Payam Mohseni, fellow at the Belfer Center for Science and International Affairs, provides an analysis based on the theocratic–republican divide (unique to the Islamic Republic of Iran) and the typical economic left–right dualism, classifying four political positions: the theocratic right, the republican right, the theocratic left, and the republican left. He names the main groups and figures of each faction as follows:
|Main groups||SDIR • AH • FIRS||ACC • MIRIO • NTP • IIPF||ECP • MDP • ILP • RFII||CCA • ICP • SSTQ|
According to Mohseni, theocrats believe the primary source of legitimacy for the Iranian government is Velayat Faqih, which they deem "divinely ordained", while the republicans think "the ultimate authority rests squarely with the people". Moreover, the rights are capitalist and favor free market, maintaining ties to the Bazaari class and prioritizing economic growth over social justice. The left theocrats are anti-capitalist, advocate state intervention in the economy and promote social justice and equal welfare. However, the republican lefts who once were revolutionary anti-capitalist, had an "ideological change" and largely shifted right to become more aligned with liberal economics. He additionally cites a recent defection within the theocratic right toward the republican right (demonstrated by individuals such as Ali Motahari) and the split of theocratic left into two different yet overlapping groups of pro-Ahmadinejad and pro-Mesbah.
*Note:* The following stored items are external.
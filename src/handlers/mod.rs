mod extract;
pub mod products;
pub mod references;
pub mod reports;

use std::convert::Infallible;

use axum::{
    async_trait,
    extract::{FromRequestParts, State},
    http::{request::Parts, StatusCode},
    Json,
};
use chrono::Utc;
use serde::Serialize;
use serde_json::json;

use crate::AppState;

/// Header naming the user behind a write; recorded in the audit columns.
pub const ACTOR_HEADER: &str = "x-user";
const DEFAULT_ACTOR: &str = "system";

/// Who is making the request. Falls back to `system` when the header is
/// absent, blank or not valid UTF-8.
#[derive(Debug, Clone, PartialEq, Eq)]
pub struct Actor(pub String);

#[async_trait]
impl<S: Send + Sync> FromRequestParts<S> for Actor {
    type Rejection = Infallible;

    async fn from_request_parts(parts: &mut Parts, _state: &S) -> Result<Self, Self::Rejection> {
        let actor = parts
            .headers
            .get(ACTOR_HEADER)
            .and_then(|v| v.to_str().ok())
            .map(str::trim)
            .filter(|s| !s.is_empty())
            .unwrap_or(DEFAULT_ACTOR);
        Ok(Actor(actor.to_string()))
    }
}

/// `{ data, count }` envelope used by every list endpoint.
pub fn list_body<T: Serialize>(items: &[T]) -> serde_json::Value {
    json!({ "data": items, "count": items.len() })
}

// ── Service ───────────────────────────────────────────────────────────────────

pub async fn root(State(state): State<AppState>) -> Json<serde_json::Value> {
    Json(json!({
        "service": env!("CARGO_PKG_NAME"),
        "version": env!("CARGO_PKG_VERSION"),
        "environment": state.environment.as_str(),
        "endpoints": {
            "health": "/health",
            "products": "/api/products",
            "reports": "/api/reports",
            "brands": "/api/brands",
            "models": "/api/models",
            "colors": "/api/colors",
            "conditions": "/api/conditions",
            "product_types": "/api/product-types",
        },
    }))
}

pub async fn health(State(state): State<AppState>) -> (StatusCode, Json<serde_json::Value>) {
    let store = state.products.store_status().await;
    let (code, status) = if store.reachable {
        (StatusCode::OK, "healthy")
    } else {
        (StatusCode::SERVICE_UNAVAILABLE, "degraded")
    };

    (
        code,
        Json(json!({
            "status": status,
            "service": env!("CARGO_PKG_NAME"),
            "timestamp": Utc::now(),
            "environment": state.environment.as_str(),
            "uptime": state.started_at.elapsed().as_secs(),
            "storage": store,
        })),
    )
}

#[cfg(test)]
pub(crate) mod tests {
    use axum::{
        body::{to_bytes, Body},
        http::{Request, StatusCode},
        Router,
    };
    use serde_json::Value;
    use tower::ServiceExt;

    use crate::{build_router, config::Config, AppState};

    pub(crate) fn app() -> Router {
        let config = Config::from_lookup(|key| match key {
            "STORAGE" => Some("memory".to_string()),
            "APP_ENV" => Some("test".to_string()),
            _ => None,
        })
        .unwrap();
        build_router(AppState::in_memory(&config))
    }

    pub(crate) async fn send(
        app: &Router,
        method: &str,
        uri: &str,
        body: Option<Value>,
    ) -> (StatusCode, Value) {
        let mut request = Request::builder()
            .method(method)
            .uri(uri)
            .header("x-user", "tester");
        let body = match body {
            Some(json) => {
                request = request.header("content-type", "application/json");
                Body::from(json.to_string())
            }
            None => Body::empty(),
        };

        let response = app
            .clone()
            .oneshot(request.body(body).unwrap())
            .await
            .unwrap();
        let status = response.status();
        let bytes = to_bytes(response.into_body(), usize::MAX).await.unwrap();
        let json = if bytes.is_empty() {
            Value::Null
        } else {
            serde_json::from_slice(&bytes).unwrap_or_else(|_| {
                Value::String(String::from_utf8_lossy(&bytes).into_owned())
            })
        };
        (status, json)
    }

    /// Sends `body` verbatim as `application/json`.
    pub(crate) async fn send_raw(
        app: &Router,
        method: &str,
        uri: &str,
        body: &str,
    ) -> (StatusCode, Value) {
        let request = Request::builder()
            .method(method)
            .uri(uri)
            .header("content-type", "application/json")
            .body(Body::from(body.to_string()))
            .unwrap();
        let response = app.clone().oneshot(request).await.unwrap();
        let status = response.status();
        let bytes = to_bytes(response.into_body(), usize::MAX).await.unwrap();
        (status, serde_json::from_slice(&bytes).unwrap_or(Value::Null))
    }

    #[tokio::test]
    async fn health_reports_memory_store() {
        let app = app();
        let (status, body) = send(&app, "GET", "/health", None).await;
        assert_eq!(status, StatusCode::OK);
        assert_eq!(body["status"], "healthy");
        assert_eq!(body["environment"], "test");
        assert_eq!(body["storage"]["backend"], "memory");
        assert!(body["uptime"].is_u64());
    }

    #[tokio::test]
    async fn root_lists_endpoints() {
        let app = app();
        let (status, body) = send(&app, "GET", "/", None).await;
        assert_eq!(status, StatusCode::OK);
        assert_eq!(body["service"], "inventory-service");
        assert_eq!(body["endpoints"]["products"], "/api/products");
    }
}
use std::cmp::Ordering;

use chrono::{DateTime, NaiveDate, Utc};
use serde::Serialize;

use super::Entity;
use crate::error::{AppError, AppResult};

// ── Column values ─────────────────────────────────────────────────────────────

/// A typed column value. Nullable columns carry `None`, so the Postgres
/// backend can always bind with the right type.
#[derive(Debug, Clone, PartialEq, Serialize)]
#[serde(untagged)]
pub enum Value {
    Int(Option<i64>),
    Float(Option<f64>),
    Text(Option<String>),
    Date(Option<NaiveDate>),
    Timestamp(Option<DateTime<Utc>>),
}

impl Value {
    pub fn is_null(&self) -> bool {
        match self {
            Value::Int(v) => v.is_none(),
            Value::Float(v) => v.is_none(),
            Value::Text(v) => v.is_none(),
            Value::Date(v) => v.is_none(),
            Value::Timestamp(v) => v.is_none(),
        }
    }

    pub fn as_f64(&self) -> Option<f64> {
        match self {
            Value::Int(v) => v.map(|n| n as f64),
            Value::Float(v) => *v,
            _ => None,
        }
    }

    pub fn as_text(&self) -> Option<&str> {
        match self {
            Value::Text(v) => v.as_deref(),
            _ => None,
        }
    }

    fn mismatch(column: &str, expected: &str) -> AppError {
        AppError::validation(format!("field '{}' expects {}", column, expected))
    }

    pub fn into_int(self, column: &str) -> AppResult<i64> {
        match self {
            Value::Int(Some(v)) => Ok(v),
            _ => Err(Self::mismatch(column, "an integer")),
        }
    }

    pub fn into_text(self, column: &str) -> AppResult<String> {
        match self {
            Value::Text(Some(v)) => Ok(v),
            _ => Err(Self::mismatch(column, "text")),
        }
    }

    pub fn into_opt_text(self, column: &str) -> AppResult<Option<String>> {
        match self {
            Value::Text(v) => Ok(v),
            _ => Err(Self::mismatch(column, "text or null")),
        }
    }

    pub fn into_date(self, column: &str) -> AppResult<NaiveDate> {
        match self {
            Value::Date(Some(v)) => Ok(v),
            _ => Err(Self::mismatch(column, "a date")),
        }
    }

    pub fn into_opt_date(self, column: &str) -> AppResult<Option<NaiveDate>> {
        match self {
            Value::Date(v) => Ok(v),
            _ => Err(Self::mismatch(column, "a date or null")),
        }
    }

    pub fn into_timestamp(self, column: &str) -> AppResult<DateTime<Utc>> {
        match self {
            Value::Timestamp(Some(v)) => Ok(v),
            _ => Err(Self::mismatch(column, "a timestamp")),
        }
    }

    /// Ordering between two non-null values of compatible kinds.
    pub fn compare(&self, other: &Value) -> Option<Ordering> {
        match (self, other) {
            (Value::Text(Some(a)), Value::Text(Some(b))) => Some(a.cmp(b)),
            (Value::Date(Some(a)), Value::Date(Some(b))) => Some(a.cmp(b)),
            (Value::Timestamp(Some(a)), Value::Timestamp(Some(b))) => Some(a.cmp(b)),
            (Value::Int(Some(a)), Value::Int(Some(b))) => Some(a.cmp(b)),
            _ => match (self.as_f64(), other.as_f64()) {
                (Some(a), Some(b)) => a.partial_cmp(&b),
                _ => None,
            },
        }
    }
}

impl From<i64> for Value {
    fn from(v: i64) -> Self {
        Value::Int(Some(v))
    }
}

impl From<f64> for Value {
    fn from(v: f64) -> Self {
        Value::Float(Some(v))
    }
}

impl From<String> for Value {
    fn from(v: String) -> Self {
        Value::Text(Some(v))
    }
}

impl From<&str> for Value {
    fn from(v: &str) -> Self {
        Value::Text(Some(v.to_string()))
    }
}

impl From<Option<String>> for Value {
    fn from(v: Option<String>) -> Self {
        Value::Text(v)
    }
}

impl From<NaiveDate> for Value {
    fn from(v: NaiveDate) -> Self {
        Value::Date(Some(v))
    }
}

impl From<Option<NaiveDate>> for Value {
    fn from(v: Option<NaiveDate>) -> Self {
        Value::Date(v)
    }
}

impl From<DateTime<Utc>> for Value {
    fn from(v: DateTime<Utc>) -> Self {
        Value::Timestamp(Some(v))
    }
}

impl From<Option<DateTime<Utc>>> for Value {
    fn from(v: Option<DateTime<Utc>>) -> Self {
        Value::Timestamp(v)
    }
}

// ── Filters ───────────────────────────────────────────────────────────────────

#[derive(Debug, Clone, PartialEq)]
pub enum Filter {
    /// `column = value`, or `column IS NULL` for a null value.
    Eq(&'static str, Value),
    /// Case-insensitive text equality.
    EqIgnoreCase(&'static str, String),
    /// Case-insensitive substring match on any of the columns.
    Contains(Vec<&'static str>, String),
    Gte(&'static str, Value),
    Lte(&'static str, Value),
    /// `left <= right`, both columns of the same row.
    LeColumn(&'static str, &'static str),
}

impl Filter {
    pub fn columns(&self) -> Vec<&'static str> {
        match self {
            Filter::Eq(c, _) | Filter::EqIgnoreCase(c, _) | Filter::Gte(c, _) | Filter::Lte(c, _) => {
                vec![*c]
            }
            Filter::Contains(cols, _) => cols.clone(),
            Filter::LeColumn(a, b) => vec![*a, *b],
        }
    }

    pub fn matches<E: Entity>(&self, entity: &E) -> bool {
        match self {
            Filter::Eq(column, expected) => match entity.field(column) {
                Some(actual) if expected.is_null() => actual.is_null(),
                Some(actual) => actual.compare(expected) == Some(Ordering::Equal),
                None => false,
            },
            Filter::EqIgnoreCase(column, expected) => entity
                .field(column)
                .and_then(|v| v.as_text().map(|s| s.to_lowercase() == expected.to_lowercase()))
                .unwrap_or(false),
            Filter::Contains(columns, needle) => {
                let needle = needle.to_lowercase();
                columns.iter().any(|column| {
                    entity
                        .field(column)
                        .and_then(|v| v.as_text().map(|s| s.to_lowercase().contains(&needle)))
                        .unwrap_or(false)
                })
            }
            Filter::Gte(column, bound) => entity
                .field(column)
                .and_then(|v| v.compare(bound))
                .map_or(false, |o| o != Ordering::Less),
            Filter::Lte(column, bound) => entity
                .field(column)
                .and_then(|v| v.compare(bound))
                .map_or(false, |o| o != Ordering::Greater),
            Filter::LeColumn(left, right) => match (entity.field(left), entity.field(right)) {
                (Some(l), Some(r)) => l.compare(&r).map_or(false, |o| o != Ordering::Greater),
                _ => false,
            },
        }
    }
}

// ── Query ─────────────────────────────────────────────────────────────────────

#[derive(Debug, Clone, Copy, PartialEq, Eq, Default, serde::Deserialize)]
#[serde(rename_all = "lowercase")]
pub enum Direction {
    #[default]
    Asc,
    Desc,
}

impl Direction {
    pub fn as_sql(self) -> &'static str {
        match self {
            Direction::Asc => "ASC",
            Direction::Desc => "DESC",
        }
    }
}

/// Filter + ordering over one entity. Filters are AND-ed; rows come back in
/// insertion order (`id ASC`) unless an order is set.
#[derive(Debug, Clone, Default)]
pub struct Query {
    filters: Vec<Filter>,
    include_deleted: bool,
    order: Option<(&'static str, Direction)>,
}

impl Query {
    pub fn new() -> Self {
        Self::default()
    }

    pub fn filter(mut self, filter: Filter) -> Self {
        self.filters.push(filter);
        self
    }

    pub fn eq(self, column: &'static str, value: impl Into<Value>) -> Self {
        self.filter(Filter::Eq(column, value.into()))
    }

    pub fn eq_ignore_case(self, column: &'static str, value: impl Into<String>) -> Self {
        self.filter(Filter::EqIgnoreCase(column, value.into()))
    }

    pub fn contains(self, columns: &[&'static str], needle: impl Into<String>) -> Self {
        self.filter(Filter::Contains(columns.to_vec(), needle.into()))
    }

    pub fn gte(self, column: &'static str, value: impl Into<Value>) -> Self {
        self.filter(Filter::Gte(column, value.into()))
    }

    pub fn lte(self, column: &'static str, value: impl Into<Value>) -> Self {
        self.filter(Filter::Lte(column, value.into()))
    }

    pub fn le_column(self, left: &'static str, right: &'static str) -> Self {
        self.filter(Filter::LeColumn(left, right))
    }

    pub fn include_deleted(mut self) -> Self {
        self.include_deleted = true;
        self
    }

    pub fn order_by(mut self, column: &'static str, direction: Direction) -> Self {
        self.order = Some((column, direction));
        self
    }

    pub fn filters(&self) -> &[Filter] {
        &self.filters
    }

    pub fn includes_deleted(&self) -> bool {
        self.include_deleted
    }

    pub fn order(&self) -> Option<(&'static str, Direction)> {
        self.order
    }

    /// Every column the query touches, for validation against the entity.
    pub fn columns(&self) -> Vec<&'static str> {
        let mut columns: Vec<&'static str> = self.filters.iter().flat_map(Filter::columns).collect();
        if let Some((column, _)) = self.order {
            columns.push(column);
        }
        columns
    }

    pub fn matches<E: Entity>(&self, entity: &E) -> bool {
        (self.include_deleted || entity.audit().lifecycle.is_active())
            && self.filters.iter().all(|f| f.matches(entity))
    }
}

// ── Paging ────────────────────────────────────────────────────────────────────

pub const MAX_PAGE_SIZE: u32 = 500;

/// 1-based page request.
#[derive(Debug, Clone, Copy, PartialEq, Eq)]
pub struct Page {
    pub number: u32,
    pub size: u32,
}

impl Page {
    pub fn new(number: u32, size: u32) -> Self {
        Self {
            number: number.max(1),
            size: size.clamp(1, MAX_PAGE_SIZE),
        }
    }

    pub fn offset(&self) -> u64 {
        (self.number as u64 - 1) * self.size as u64
    }
}

#[derive(Debug, Clone, Serialize)]
pub struct Paged<T> {
    pub items: Vec<T>,
    pub total: u64,
    pub page: u32,
    pub page_size: u32,
}

impl<T> Paged<T> {
    pub fn map<U>(self, f: impl FnMut(T) -> U) -> Paged<U> {
        Paged {
            items: self.items.into_iter().map(f).collect(),
            total: self.total,
            page: self.page,
            page_size: self.page_size,
        }
    }
}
The main alliances shaped between the factions is mentioned as follows:
|1980–1988||Republican Left||Theocratic Right|
|2004–||Theocratic Left||Theocratic Right|
Mohseni states that those commonly refer to themselves as the 'Principlists', are members the alliance of theocrats (left and right) and the 'Reformists' are the republicans (left and right).
Marc Champion, wrote an op-ed published in the Bloomberg News in 2016, suggesting that instead of two "neat camps" there are four "messy camps" in Iran: 'principlists', 'pragmatic principlists', 'radical republicans' and 'pragmatic reformers'.